Post-translational modifications play a key role in recruiting chromatin remodeling and modifying enzymes to specific regions of chromosomes to modulate chromatin structure. Alc1 (Amplified in Liver Cancer 1), a member of the SNF2 ATPase superfamily with a carboxy-terminal macrodomain, is encoded by an oncogene implicated in the pathogenesis of hepatocellular carcinoma. Using a variety of biochemical techniques we show that Alc1 interacts transiently with chromatin associated proteins, including histones and the poly-(ADP-ribose) polymerase Parp1. Alc1 ATPase and chromatin remodeling activities are strongly activated by Parp1 and its substrate NAD and require an intact macrodomain capable of binding poly-(ADP-ribose). Alc1 is rapidly recruited to nucleosomes in vitro and to chromatin in cells when Parp1catalyzes PAR synthesis. We propose that poly-(ADP-ribosyl)ation of chromatin associated Parp1 serves as a novel mechanism for targeting a SNF2 family remodeler to chromatin.

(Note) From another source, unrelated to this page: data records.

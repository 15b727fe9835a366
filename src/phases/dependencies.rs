//! Runtime package installation.

use async_trait::async_trait;
use tracing::debug;

use super::{Phase, PhaseContext, PhaseReport, RunState};
use crate::error::{DeployError, Result};
use crate::planner::PhaseKind;

/// Installs whatever part of the package list is missing, in one transaction.
pub struct DependenciesPhase;

#[async_trait]
impl Phase for DependenciesPhase {
    fn kind(&self) -> PhaseKind {
        PhaseKind::Dependencies
    }

    async fn apply(&self, ctx: &PhaseContext<'_>, _run: &mut RunState) -> Result<PhaseReport> {
        let required = &ctx.config.packages.required;
        let mut report = PhaseReport::new();

        let missing = ctx.host.missing_packages(required).await?;
        if missing.is_empty() {
            debug!("All {} packages already installed", required.len());
            return Ok(report);
        }

        ctx.host.install_packages(&missing).await?;

        let still_missing = ctx.host.missing_packages(&missing).await?;
        if !still_missing.is_empty() {
            return Err(DeployError::internal(format!(
                "Packages still missing after install: {}",
                still_missing.join(", ")
            )));
        }

        report.created(format!("Installed {}", missing.join(", ")));
        Ok(report)
    }
}
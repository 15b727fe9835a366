//! Systemd unit for the backend service.

use crate::config::{DeployConfig, HostLayout};
use std::fmt::Write as _;

use super::MANAGED_HEADER;

/// Java launcher installed by `java-17-openjdk`.
const JAVA_BIN: &str = "/usr/bin/java";

/// Renders the backend unit file.
///
/// The process binds loopback only; Nginx is the sole public entry point.
#[must_use]
pub fn render_unit(config: &DeployConfig, layout: &HostLayout) -> String {
    let app = &config.app;
    let mut out = String::new();

    let _ = writeln!(out, "{MANAGED_HEADER}");
    let _ = writeln!(out, "[Unit]");
    let _ = writeln!(out, "Description={} backend", layout.app_name);
    let _ = writeln!(out, "After=network-online.target postgresql.service");
    let _ = writeln!(out, "Wants=network-online.target");
    let _ = writeln!(out, "Requires=postgresql.service");
    let _ = writeln!(out);
    let _ = writeln!(out, "[Service]");
    let _ = writeln!(out, "Type=simple");
    let _ = writeln!(out, "User={}", layout.service_user);
    let _ = writeln!(out, "Group={}", layout.service_user);
    let _ = writeln!(out, "WorkingDirectory={}", layout.app_dir.display());
    let _ = writeln!(out, "EnvironmentFile={}", layout.env_file.display());
    let _ = writeln!(out, "Environment=SERVER_PORT={}", app.port);
    let _ = writeln!(out, "Environment=SERVER_ADDRESS=127.0.0.1");
    let _ = writeln!(out, "ExecStart={JAVA_BIN} $JAVA_OPTS -jar {}", layout.jar_path.display());
    let _ = writeln!(out, "SuccessExitStatus=143");
    let _ = writeln!(out, "Restart=on-failure");
    let _ = writeln!(out, "RestartSec={}", app.restart_sec);
    let _ = writeln!(out, "LimitNOFILE={}", app.limit_nofile);
    let _ = writeln!(out, "MemoryMax={}", app.memory_max);
    let _ = writeln!(out, "NoNewPrivileges=true");
    let _ = writeln!(out, "PrivateTmp=true");
    let _ = writeln!(out, "ProtectSystem=full");
    let _ = writeln!(out, "ProtectHome=true");
    let _ = writeln!(out);
    let _ = writeln!(out, "[Install]");
    let _ = writeln!(out, "WantedBy=multi-user.target");

    out
}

Using zebrafish as a model organism, we aimed to study possible roles of ALC1 in early organismal development. We found through qPCR and whole mount in situ analysis, that ALC1 is expressed ubiquitously within the blastomere prior to gastrulation, with peak expression observed during the Dome stage, and later at 24hpf that ALC1 is expressed within the anterior central nervous system. The injection of embryos with morpholinos targeting ALC1 resulted in pleiotropic phenotypes that were partially rescued by co-injection of either human or zebrafish mRNA. These findings suggest that Alc1 and its associated enzymatic activities are most likely required for proper organismal development.